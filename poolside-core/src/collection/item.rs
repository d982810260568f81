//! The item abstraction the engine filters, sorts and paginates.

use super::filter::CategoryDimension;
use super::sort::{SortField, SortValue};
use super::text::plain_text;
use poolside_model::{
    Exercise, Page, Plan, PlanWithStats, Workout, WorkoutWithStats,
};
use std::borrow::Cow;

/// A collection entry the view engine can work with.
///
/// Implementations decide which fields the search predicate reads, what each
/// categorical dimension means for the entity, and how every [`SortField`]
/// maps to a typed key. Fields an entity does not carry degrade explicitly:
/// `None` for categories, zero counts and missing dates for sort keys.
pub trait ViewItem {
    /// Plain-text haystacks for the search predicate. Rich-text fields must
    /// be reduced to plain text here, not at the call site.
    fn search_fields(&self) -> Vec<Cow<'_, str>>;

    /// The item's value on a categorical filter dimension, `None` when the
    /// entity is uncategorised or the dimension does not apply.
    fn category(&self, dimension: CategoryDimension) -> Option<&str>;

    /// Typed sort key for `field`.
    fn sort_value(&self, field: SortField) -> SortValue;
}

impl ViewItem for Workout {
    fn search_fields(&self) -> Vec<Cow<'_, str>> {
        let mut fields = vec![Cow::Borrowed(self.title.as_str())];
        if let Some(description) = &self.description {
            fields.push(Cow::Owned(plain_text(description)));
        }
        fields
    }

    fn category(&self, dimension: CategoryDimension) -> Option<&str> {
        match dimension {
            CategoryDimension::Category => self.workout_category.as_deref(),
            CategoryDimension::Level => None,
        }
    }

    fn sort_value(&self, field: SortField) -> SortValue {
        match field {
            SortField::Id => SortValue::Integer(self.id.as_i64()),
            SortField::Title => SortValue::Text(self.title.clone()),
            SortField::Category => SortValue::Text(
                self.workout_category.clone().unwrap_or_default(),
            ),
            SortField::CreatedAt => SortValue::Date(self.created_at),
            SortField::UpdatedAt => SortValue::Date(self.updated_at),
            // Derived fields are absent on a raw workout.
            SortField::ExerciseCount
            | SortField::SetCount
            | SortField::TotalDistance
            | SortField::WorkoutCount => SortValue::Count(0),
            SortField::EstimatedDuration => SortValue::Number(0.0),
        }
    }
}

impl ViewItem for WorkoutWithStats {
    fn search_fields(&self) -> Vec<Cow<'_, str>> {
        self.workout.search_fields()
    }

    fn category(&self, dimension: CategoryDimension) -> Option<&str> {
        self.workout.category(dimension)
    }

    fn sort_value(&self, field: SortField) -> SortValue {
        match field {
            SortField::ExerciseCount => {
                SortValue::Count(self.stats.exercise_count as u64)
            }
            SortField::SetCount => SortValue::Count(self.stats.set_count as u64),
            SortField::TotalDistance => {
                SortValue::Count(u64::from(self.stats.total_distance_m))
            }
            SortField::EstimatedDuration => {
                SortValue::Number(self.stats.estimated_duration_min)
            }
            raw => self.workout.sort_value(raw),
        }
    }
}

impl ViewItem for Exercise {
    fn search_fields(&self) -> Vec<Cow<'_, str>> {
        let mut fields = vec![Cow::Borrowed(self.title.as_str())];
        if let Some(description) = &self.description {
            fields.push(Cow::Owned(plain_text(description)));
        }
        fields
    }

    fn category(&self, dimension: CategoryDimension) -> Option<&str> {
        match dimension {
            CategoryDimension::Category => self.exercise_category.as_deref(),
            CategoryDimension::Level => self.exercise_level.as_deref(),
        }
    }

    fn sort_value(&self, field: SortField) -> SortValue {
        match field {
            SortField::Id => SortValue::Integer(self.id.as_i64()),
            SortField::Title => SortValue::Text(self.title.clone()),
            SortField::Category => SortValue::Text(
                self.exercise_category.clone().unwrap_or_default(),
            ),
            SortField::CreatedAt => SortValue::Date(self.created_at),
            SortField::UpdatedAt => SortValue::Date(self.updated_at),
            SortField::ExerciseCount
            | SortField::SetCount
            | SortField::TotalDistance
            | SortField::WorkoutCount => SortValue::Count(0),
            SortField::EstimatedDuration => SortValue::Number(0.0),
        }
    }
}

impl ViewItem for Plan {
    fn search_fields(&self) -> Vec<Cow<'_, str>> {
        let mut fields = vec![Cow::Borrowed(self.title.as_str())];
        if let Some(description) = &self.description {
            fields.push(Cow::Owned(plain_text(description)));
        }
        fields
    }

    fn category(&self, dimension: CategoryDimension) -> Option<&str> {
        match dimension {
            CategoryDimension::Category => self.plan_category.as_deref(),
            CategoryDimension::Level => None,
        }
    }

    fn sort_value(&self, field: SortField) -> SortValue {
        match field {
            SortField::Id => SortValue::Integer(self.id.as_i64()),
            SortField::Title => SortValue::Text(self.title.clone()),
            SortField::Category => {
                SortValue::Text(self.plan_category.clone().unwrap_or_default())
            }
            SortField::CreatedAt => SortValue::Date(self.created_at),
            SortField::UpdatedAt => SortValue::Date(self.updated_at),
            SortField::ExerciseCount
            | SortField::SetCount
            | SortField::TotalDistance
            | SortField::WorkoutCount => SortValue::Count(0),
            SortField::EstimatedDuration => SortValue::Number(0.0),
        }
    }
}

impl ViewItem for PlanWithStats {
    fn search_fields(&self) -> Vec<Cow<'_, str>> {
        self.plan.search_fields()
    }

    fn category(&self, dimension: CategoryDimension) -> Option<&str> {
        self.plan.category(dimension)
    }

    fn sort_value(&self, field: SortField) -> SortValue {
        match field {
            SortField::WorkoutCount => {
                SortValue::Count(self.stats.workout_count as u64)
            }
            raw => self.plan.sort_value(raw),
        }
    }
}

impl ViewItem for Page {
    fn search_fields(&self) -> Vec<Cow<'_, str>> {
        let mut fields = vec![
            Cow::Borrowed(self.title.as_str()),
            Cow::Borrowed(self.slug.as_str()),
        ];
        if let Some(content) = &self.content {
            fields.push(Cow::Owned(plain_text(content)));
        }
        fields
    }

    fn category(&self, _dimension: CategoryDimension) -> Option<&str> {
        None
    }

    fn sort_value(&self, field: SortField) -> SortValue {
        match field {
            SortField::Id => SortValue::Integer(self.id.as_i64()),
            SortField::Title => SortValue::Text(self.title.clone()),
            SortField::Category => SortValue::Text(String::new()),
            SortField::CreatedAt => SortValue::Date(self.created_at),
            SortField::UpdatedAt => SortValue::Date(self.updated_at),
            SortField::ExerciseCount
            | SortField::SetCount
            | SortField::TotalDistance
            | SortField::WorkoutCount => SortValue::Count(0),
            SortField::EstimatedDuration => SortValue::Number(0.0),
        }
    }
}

___

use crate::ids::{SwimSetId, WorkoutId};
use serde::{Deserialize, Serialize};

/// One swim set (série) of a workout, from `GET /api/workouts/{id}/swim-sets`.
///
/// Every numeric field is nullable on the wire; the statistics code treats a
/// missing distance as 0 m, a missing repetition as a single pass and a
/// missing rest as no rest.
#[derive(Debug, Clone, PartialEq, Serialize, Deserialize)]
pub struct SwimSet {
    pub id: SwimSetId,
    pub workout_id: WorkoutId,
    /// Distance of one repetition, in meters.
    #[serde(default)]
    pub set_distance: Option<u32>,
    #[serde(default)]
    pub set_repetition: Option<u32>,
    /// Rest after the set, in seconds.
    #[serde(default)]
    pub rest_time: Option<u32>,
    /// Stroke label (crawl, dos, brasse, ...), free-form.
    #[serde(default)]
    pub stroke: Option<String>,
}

___

Would you please repeat exactly the lines above, starting at the line with "filename poolside-core/src/collection/item.rs" and stopping at the line with "the call site.", both included?

filename poolside-core/src/collection/item.rs
repository d982810260568f81
//! The item abstraction the engine filters, sorts and paginates.

use super::filter::CategoryDimension;
use super::sort::{SortField, SortValue};
use super::text::plain_text;
use poolside_model::{
    Exercise, Page, Plan, PlanWithStats, Workout, WorkoutWithStats,
};
use std::borrow::Cow;

/// A collection entry the view engine can work with.
///
/// Implementations decide which fields the search predicate reads, what each
/// categorical dimension means for the entity, and how every [`SortField`]
/// maps to a typed key. Fields an entity does not carry degrade explicitly:
/// `None` for categories, zero counts and missing dates for sort keys.
pub trait ViewItem {
    /// Plain-text haystacks for the search predicate. Rich-text fields must
    /// be reduced to plain text here, not at the call site.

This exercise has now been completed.